If we become aware of issues relating to the statutory remit of other regulators, such as the Care Quality Commission, and disclosure to the regulator is in the public interest then we may share data about you with them.

We may also share data in other one-off circumstances such as providing information to the police to assist with their work to prevent or detect crime.

There are also circumstances where we are legally obliged to share information, for example if the courts require us to disclose information to them.

We will only keep your personal data for as long as is necessary.

For more information on how long we keep different types of records, refer to our retention schedule.

You can also contact our Data Protection Officer for further details on how long personal data is retained.

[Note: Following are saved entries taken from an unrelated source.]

//! Density-aware point filtering
//!
//! Bounds the number of rendered points per class. A crowded class is
//! replaced by the real points nearest to k-means centroids fitted on a
//! seeded sample of that class.

pub mod kmeans;

pub use kmeans::KMeans;

use ndarray::{Array2, Axis};
use rand::seq::index;
use rand::SeedableRng;
use rand_chacha::ChaCha8Rng;
use std::collections::BTreeMap;
use tracing::debug;

use crate::config::EngineConfig;
use crate::error::{BoundaryError, Result};
use crate::utils::{Timer, VectorOps};

/// Points kept by the density filter, in ascending original-index order
#[derive(Debug, Clone, PartialEq)]
pub struct FilteredPoints {
    /// Projected coordinates of the kept points
    pub points: Array2<f64>,
    /// Original feature rows of the kept points
    pub rows: Array2<f64>,
    pub labels: Vec<i64>,
    /// Original index of every kept point
    pub indices: Vec<usize>,
}

impl FilteredPoints {
    pub fn len(&self) -> usize {
        self.indices.len()
    }

    pub fn is_empty(&self) -> bool {
        self.indices.is_empty()
    }
}

/// Per-class representative selection
#[derive(Debug, Clone)]
pub struct DensityFilter {
    /// Maximum points kept per class
    pub threshold: usize,
    /// The k-means sample holds `threshold * multiplier` points
    pub multiplier: usize,
    pub seed: u64,
    pub n_init: usize,
    pub max_iter: usize,
}

impl Default for DensityFilter {
    fn default() -> Self {
        Self::from_config(&EngineConfig::default())
    }
}

impl DensityFilter {
    pub fn new(threshold: usize, multiplier: usize) -> Self {
        Self {
            threshold,
            multiplier,
            seed: 42,
            n_init: 3,
            max_iter: 100,
        }
    }

    /// Filter bounds, seed and k-means effort from the engine configuration
    pub fn from_config(config: &EngineConfig) -> Self {
        Self {
            threshold: config.density_threshold,
            multiplier: config.density_multiplier,
            seed: config.seed,
            n_init: config.kmeans_n_init,
            max_iter: config.kmeans_max_iter,
        }
    }

    pub fn with_seed(mut self, seed: u64) -> Self {
        self.seed = seed;
        self
    }

    pub fn with_kmeans(mut self, n_init: usize, max_iter: usize) -> Self {
        self.n_init = n_init;
        self.max_iter = max_iter;
        self
    }

    fn validate(&self) -> Result<()> {
        if self.threshold == 0 {
            return Err(BoundaryError::invalid_parameter("threshold", 0, "must be at least 1"));
        }
        if self.multiplier == 0 {
            return Err(BoundaryError::invalid_parameter("multiplier", 0, "must be at least 1"));
        }
        Ok(())
    }

    /// Select at most `threshold` points per class.
    ///
    /// `points` are the projected coordinates used for clustering, `rows`
    /// the parallel original feature rows carried along unchanged.
    pub fn filter(&self, points: &Array2<f64>, rows: &Array2<f64>, labels: &[i64]) -> Result<FilteredPoints> {
        self.validate()?;
        let n = points.nrows();
        if rows.nrows() != n || labels.len() != n {
            return Err(BoundaryError::shape(
                format!("{n} rows and labels"),
                format!("{} rows, {} labels", rows.nrows(), labels.len()),
            ));
        }

        let timer = Timer::start();

        // Members of each class in ascending original index
        let mut classes: BTreeMap<i64, Vec<usize>> = BTreeMap::new();
        for (i, &label) in labels.iter().enumerate() {
            classes.entry(label).or_default().push(i);
        }

        let mut selected = Vec::with_capacity(n.min(self.threshold * classes.len()));
        for (&label, members) in &classes {
            if members.len() <= self.threshold {
                selected.extend_from_slice(members);
                continue;
            }
            let kept = self.representatives(points, members)?;
            debug!(label, class_size = members.len(), kept = kept.len(), "class thinned");
            selected.extend(kept);
        }

        selected.sort_unstable();
        selected.dedup();

        debug!(
            input = n,
            output = selected.len(),
            elapsed_ms = timer.elapsed_ms(),
            "density filter applied"
        );

        Ok(FilteredPoints {
            points: points.select(Axis(0), &selected),
            rows: rows.select(Axis(0), &selected),
            labels: selected.iter().map(|&i| labels[i]).collect(),
            indices: selected,
        })
    }

    /// Original indices of the points nearest to each centroid of a class
    fn representatives(&self, points: &Array2<f64>, members: &[usize]) -> Result<Vec<usize>> {
        let class_points = points.select(Axis(0), members);
        let class_size = members.len();

        let mut rng = ChaCha8Rng::seed_from_u64(self.seed);
        let sample_size = self.threshold.saturating_mul(self.multiplier).min(class_size);
        let mut sample: Vec<usize> = index::sample(&mut rng, class_size, sample_size).into_vec();
        sample.sort_unstable();
        let sample_points = class_points.select(Axis(0), &sample);

        let k = self.threshold.min(sample_size);
        let mut kmeans = KMeans::new(k)
            .with_n_init(self.n_init)
            .with_max_iter(self.max_iter)
            .with_random_state(self.seed);
        kmeans.fit(&sample_points)?;

        let centroids = kmeans.centroids().ok_or_else(|| {
            BoundaryError::Computation("k-means produced no centroids".to_string())
        })?;

        // Nearest point from the whole class, not just the sample
        centroids
            .rows()
            .into_iter()
            .map(|centroid| {
                VectorOps::nearest_row(&class_points, centroid)
                    .map(|pos| members[pos])
                    .ok_or_else(|| BoundaryError::Computation("empty class".to_string()))
            })
            .collect()
    }
}

/// `filter(points, rows, labels, threshold, multiplier, seed)`
pub fn filter(
    points: &Array2<f64>,
    rows: &Array2<f64>,
    labels: &[i64],
    threshold: usize,
    multiplier: usize,
    seed: u64,
) -> Result<FilteredPoints> {
    DensityFilter::new(threshold, multiplier)
        .with_seed(seed)
        .filter(points, rows, labels)
}

#[cfg(test)]
mod tests {
    use super::*;

    fn cloud(n: usize) -> Array2<f64> {
        Array2::from_shape_fn((n, 2), |(i, j)| {
            let t = i as f64 * 0.37;
            if j == 0 {
                t.sin() * (1.0 + (i % 7) as f64)
            } else {
                t.cos() * (1.0 + (i % 5) as f64)
            }
        })
    }

    #[test]
    fn test_small_classes_pass_through() {
        let points = cloud(6);
        let labels = vec![0, 1, 0, 1, 0, 1];
        let out = filter(&points, &points, &labels, 3, 2, 42).unwrap();
        assert_eq!(out.indices, vec![0, 1, 2, 3, 4, 5]);
        assert_eq!(out.points, points);
    }

    #[test]
    fn test_crowded_class_bounded() {
        let points = cloud(60);
        let labels: Vec<i64> = (0..60).map(|i| if i < 50 { 7 } else { 3 }).collect();
        let out = DensityFilter::new(10, 2)
            .with_kmeans(1, 20)
            .filter(&points, &points, &labels)
            .unwrap();

        let sevens = out.labels.iter().filter(|&&l| l == 7).count();
        let threes = out.labels.iter().filter(|&&l| l == 3).count();
        assert!(sevens <= 10 && sevens > 0);
        assert_eq!(threes, 10);
        assert!(out.indices.windows(2).all(|w| w[0] < w[1]));
    }

    #[test]
    fn test_rows_follow_points() {
        let points = cloud(30);
        let rows = Array2::from_shape_fn((30, 3), |(i, j)| (i * 10 + j) as f64);
        let labels = vec![1; 30];
        let out = filter(&points, &rows, &labels, 5, 3, 1).unwrap();
        for (pos, &idx) in out.indices.iter().enumerate() {
            assert_eq!(out.rows[[pos, 0]], (idx * 10) as f64);
            assert_eq!(out.points.row(pos), points.row(idx));
        }
    }

    #[test]
    fn test_zero_threshold_rejected() {
        let points = cloud(4);
        assert!(matches!(
            filter(&points, &points, &[0, 0, 0, 0], 0, 5, 42),
            Err(BoundaryError::InvalidParameter { .. })
        ));
    }

    #[test]
    fn test_length_mismatch() {
        let points = cloud(4);
        assert!(matches!(
            filter(&points, &points, &[0, 0], 2, 5, 42),
            Err(BoundaryError::ShapeError { .. })
        ));
    }

    #[test]
    fn test_empty_input() {
        let points = Array2::zeros((0, 2));
        let out = filter(&points, &points, &[], 5, 5, 42).unwrap();
        assert!(out.is_empty());
    }
}
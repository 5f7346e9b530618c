//! Region extraction: Voronoi cells merged into same-class polygons

use geo::{Area, Coord, LineString, Polygon};
use ndarray::Array2;
use petgraph::unionfind::UnionFind;
use serde::{Deserialize, Serialize};
use std::collections::{BTreeMap, HashMap};
use tracing::debug;

use super::voronoi::VoronoiTessellation;
use crate::error::{BoundaryError, Result};
use crate::utils::Timer;

/// One contiguous same-class area
#[derive(Debug, Clone, PartialEq, Serialize, Deserialize)]
pub struct Region {
    /// Closed exterior ring (first vertex repeated at the end)
    pub exterior: Vec<[f64; 2]>,
    /// Display name of the class
    pub class_name: String,
    /// Raw predicted label
    pub label: i64,
}

impl Region {
    /// Unsigned area enclosed by the exterior ring
    pub fn area(&self) -> f64 {
        ring_polygon(&self.exterior).unsigned_area()
    }
}

/// A valid cell carried through merging
struct Cell<'a> {
    site: usize,
    class: usize,
    ring: &'a [[f64; 2]],
}

/// Merges a classified mesh into class regions
pub struct RegionExtractor;

impl RegionExtractor {
    /// Extract one polygon per connected same-class area of the mesh.
    ///
    /// `xx`, `yy` and `z` must share a shape. The display name of label `l`
    /// is `class_names[l]`; cells whose label has no name are dropped, as
    /// are unbounded or degenerate Voronoi cells along the mesh edge.
    /// Regions come out ordered by the first mesh point they contain.
    pub fn extract(
        xx: &Array2<f64>,
        yy: &Array2<f64>,
        z: &Array2<i64>,
        class_names: &[String],
    ) -> Result<Vec<Region>> {
        if xx.dim() != yy.dim() || xx.dim() != z.dim() {
            return Err(BoundaryError::shape(
                format!("xx, yy and z of shape {:?}", xx.dim()),
                format!("yy {:?}, z {:?}", yy.dim(), z.dim()),
            ));
        }
        if z.is_empty() {
            return Ok(Vec::new());
        }

        let timer = Timer::start();

        // Dense class index over the labels actually present
        let mut present: Vec<i64> = z.iter().copied().collect();
        present.sort_unstable();
        present.dedup();
        let dense: HashMap<i64, usize> =
            present.iter().enumerate().map(|(i, &label)| (label, i)).collect();
        let names: Vec<Option<&String>> = present
            .iter()
            .map(|&label| usize::try_from(label).ok().and_then(|l| class_names.get(l)))
            .collect();

        let sites: Vec<[f64; 2]> = xx.iter().zip(yy.iter()).map(|(&x, &y)| [x, y]).collect();
        let labels: Vec<i64> = z.iter().copied().collect();
        let voronoi = VoronoiTessellation::build(&sites)?;

        let mut cells = Vec::new();
        let mut cell_of_site: HashMap<usize, usize> = HashMap::new();
        for (site, &label) in labels.iter().enumerate() {
            let class = dense[&label];
            if names[class].is_none() {
                continue;
            }
            let Some(ring) = voronoi.cell(site) else {
                continue;
            };
            cell_of_site.insert(site, cells.len());
            cells.push(Cell { site, class, ring });
        }

        // Same-class neighbours across a ridge share a component
        let mut components_of: UnionFind<usize> = UnionFind::new(cells.len());
        for &(a, b) in voronoi.ridges() {
            if let (Some(&ca), Some(&cb)) = (cell_of_site.get(&a), cell_of_site.get(&b)) {
                if cells[ca].class == cells[cb].class {
                    components_of.union(ca, cb);
                }
            }
        }

        // Cells are in ascending site order, so each member list is too
        let mut grouped: BTreeMap<usize, Vec<usize>> = BTreeMap::new();
        for c in 0..cells.len() {
            grouped.entry(components_of.find(c)).or_default().push(c);
        }
        let mut components: Vec<Vec<usize>> = grouped.into_values().collect();
        components.sort_by_key(|members| members.first().map(|&c| cells[c].site));

        let mut regions = Vec::with_capacity(components.len());
        for members in &components {
            let Some(&first) = members.first() else {
                continue;
            };
            let class = cells[first].class;
            if let Some(&stray) = members.iter().find(|&&c| cells[c].class != class) {
                return Err(BoundaryError::Computation(format!(
                    "merged region mixes classes {} and {}",
                    present[class], present[cells[stray].class]
                )));
            }

            let rings: Vec<&[[f64; 2]]> = members.iter().map(|&c| cells[c].ring).collect();
            let Some(exterior) = trace_outline(&rings) else {
                continue;
            };
            let label = present[class];
            regions.push(Region {
                exterior,
                class_name: names[class].cloned().unwrap_or_else(|| label.to_string()),
                label,
            });
        }

        debug!(
            sites = sites.len(),
            bounded = cells.len(),
            regions = regions.len(),
            elapsed_ms = timer.elapsed_ms(),
            "regions extracted"
        );

        Ok(regions)
    }

    /// Region counts per class name
    pub fn class_counts(regions: &[Region]) -> BTreeMap<&str, usize> {
        let mut counts = BTreeMap::new();
        for region in regions {
            *counts.entry(region.class_name.as_str()).or_insert(0) += 1;
        }
        counts
    }
}

fn ring_polygon(ring: &[[f64; 2]]) -> Polygon<f64> {
    let coords: Vec<Coord<f64>> = ring.iter().map(|&[x, y]| Coord { x, y }).collect();
    Polygon::new(LineString::new(coords), vec![])
}

/// Bit pattern of a snapped vertex; `-0.0` and `0.0` coincide
type VertexKey = (u64, u64);

fn vertex_key(p: [f64; 2]) -> VertexKey {
    ((p[0] + 0.0).to_bits(), (p[1] + 0.0).to_bits())
}

fn signed_area(ring: &[[f64; 2]]) -> f64 {
    let n = ring.len();
    (0..n)
        .map(|i| {
            let (a, b) = (ring[i], ring[(i + 1) % n]);
            a[0] * b[1] - b[0] * a[1]
        })
        .sum::<f64>()
        / 2.0
}

/// Left-turn angle from direction `d_in` to `d_out`, in `(-pi, pi]`
fn turn(d_in: [f64; 2], d_out: [f64; 2]) -> f64 {
    let cross = d_in[0] * d_out[1] - d_in[1] * d_out[0];
    let dot = d_in[0] * d_out[0] + d_in[1] * d_out[1];
    cross.atan2(dot)
}

/// Outline of the union of counter-clockwise cell rings that share
/// bit-identical vertices.
///
/// Edges used by two cells are interior; the rest are chained into loops,
/// taking the sharpest left turn where the outline touches itself. The
/// counter-clockwise loop of largest area is the exterior, returned closed
/// with collinear vertices removed. Holes are dropped.
fn trace_outline(rings: &[&[[f64; 2]]]) -> Option<Vec<[f64; 2]>> {
    let mut directed: Vec<([f64; 2], [f64; 2])> = Vec::new();
    let mut uses: BTreeMap<(VertexKey, VertexKey), usize> = BTreeMap::new();
    for ring in rings {
        let n = ring.len();
        for i in 0..n {
            let (a, b) = (ring[i], ring[(i + 1) % n]);
            let (ka, kb) = (vertex_key(a), vertex_key(b));
            if ka == kb {
                continue;
            }
            *uses.entry((ka.min(kb), ka.max(kb))).or_insert(0) += 1;
            directed.push((a, b));
        }
    }

    let edges: Vec<([f64; 2], [f64; 2])> = directed
        .into_iter()
        .filter(|&(a, b)| {
            let (ka, kb) = (vertex_key(a), vertex_key(b));
            uses.get(&(ka.min(kb), ka.max(kb))) == Some(&1)
        })
        .collect();

    let mut outgoing: BTreeMap<VertexKey, Vec<usize>> = BTreeMap::new();
    for (e, &(a, _)) in edges.iter().enumerate() {
        outgoing.entry(vertex_key(a)).or_default().push(e);
    }

    let mut used = vec![false; edges.len()];
    let mut best: Option<(f64, Vec<[f64; 2]>)> = None;
    for start in 0..edges.len() {
        if used[start] {
            continue;
        }
        used[start] = true;
        let mut ring = vec![edges[start].0];
        let mut current = start;
        loop {
            let (from, to) = edges[current];
            let d_in = [to[0] - from[0], to[1] - from[1]];
            let candidates = outgoing.get(&vertex_key(to)).map(Vec::as_slice).unwrap_or(&[]);
            let next = candidates
                .iter()
                .copied()
                .filter(|&e| !used[e] || e == start)
                .max_by(|&x, &y| {
                    let dx = [edges[x].1[0] - to[0], edges[x].1[1] - to[1]];
                    let dy = [edges[y].1[0] - to[0], edges[y].1[1] - to[1]];
                    turn(d_in, dx).total_cmp(&turn(d_in, dy)).then(y.cmp(&x))
                });
            match next {
                Some(e) if e == start => break,
                Some(e) => {
                    used[e] = true;
                    ring.push(to);
                    current = e;
                }
                None => break,
            }
        }

        let area = signed_area(&ring);
        if area > 0.0 && best.as_ref().map_or(true, |(a, _)| area > *a) {
            best = Some((area, ring));
        }
    }

    let (_, ring) = best?;
    let mut exterior = drop_collinear(ring);
    if exterior.len() < 3 {
        return None;
    }
    exterior.push(exterior[0]);
    Some(exterior)
}

/// Remove vertices lying on the segment between their neighbours
fn drop_collinear(ring: Vec<[f64; 2]>) -> Vec<[f64; 2]> {
    let n = ring.len();
    if n < 4 {
        return ring;
    }
    (0..n)
        .filter(|&i| {
            let (p, c, q) = (ring[(i + n - 1) % n], ring[i], ring[(i + 1) % n]);
            let (u, v) = ([c[0] - p[0], c[1] - p[1]], [q[0] - c[0], q[1] - c[1]]);
            let cross = u[0] * v[1] - u[1] * v[0];
            let scale = u[0].hypot(u[1]) * v[0].hypot(v[1]);
            cross.abs() > 1e-12 * scale || u[0] * v[0] + u[1] * v[1] < 0.0
        })
        .map(|i| ring[i])
        .collect()
}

We act appropriately to secure your personal data and protect it against unauthorised or unlawful processing, as well as against its accidental loss, destruction or damage. This includes ensuring both technical and organisation security measures are in place including:

Technical security measures

• using secure servers to store personal data
• using technologies to encrypt data in transit and at rest
• access permissions to restrict access only to staff that need it
• providing access to the minimum personal data necessary
• making the data anonymous, pseudonymised or unidentifiable whenever possible
• regular security testing and assurance

Organisational security measures

• having organisational policies and procedures in place to protect your personal data
• ensuring staff handling personal data receive relevant training
• ensuring formal agreements such as contracts or data sharing agreements are in place with other organisations that work with us and handle personal data
• making sure we check suppliers have good security measures in place before working with them

In most cases, your data remains within the United Kingdom or within the European Economic Area (EEA), which is recognised in UK law as having adequate safeguards in place to protect your data protection rights.

We may transfer your personal data to countries outside of the UK, the European Economic Area (EEA) and / or to an international organisation. If we do this, we will ensure that adequate safeguards are used to secure the data. These are detailed in our data protection policy.

Where organisations that we work with operate globally, or use services outside the UK or EEA, we will take reasonable steps to ensure that safeguards such as model contract clauses are in place to protect your personal data.

For information on data transfers to third countries through our use of cookies, please see our cookie policy.

You have the following rights under data protection legislation in respect of your personal data:

• You have the right to know how we handle, store, use or otherwise process your personal data (‘the right to be informed’).
• You have the right to ask us for copies of your personal data (‘the right of access’).
• You have the right to ask us to rectify data you think is inaccurate or to complete data you think is incomplete (‘the right to rectification’).
• You have the right to ask us to erase your personal data where we do not have an overriding legal obligation or reason to retain it (‘the right to erasure’).
• You have the right to ask us to restrict the processing of your personal data (‘the right to restriction’).
• You have the right to object to the processing of your personal data (‘the right to object’).
• You have the right to ask us to transfer data you gave us to another organisation on your behalf (‘the right to data portability’).

These rights are not absolute and are subject to a number of exemptions. Some rights may also apply only in certain circumstances.

Where you have provided your consent for us to process your personal data, you have the right to withdraw this consent at any time.

To exercise your rights or withdraw your consent, contact our Data Protection Officer.

You can find more information about your rights on the Information Commissioners Office website.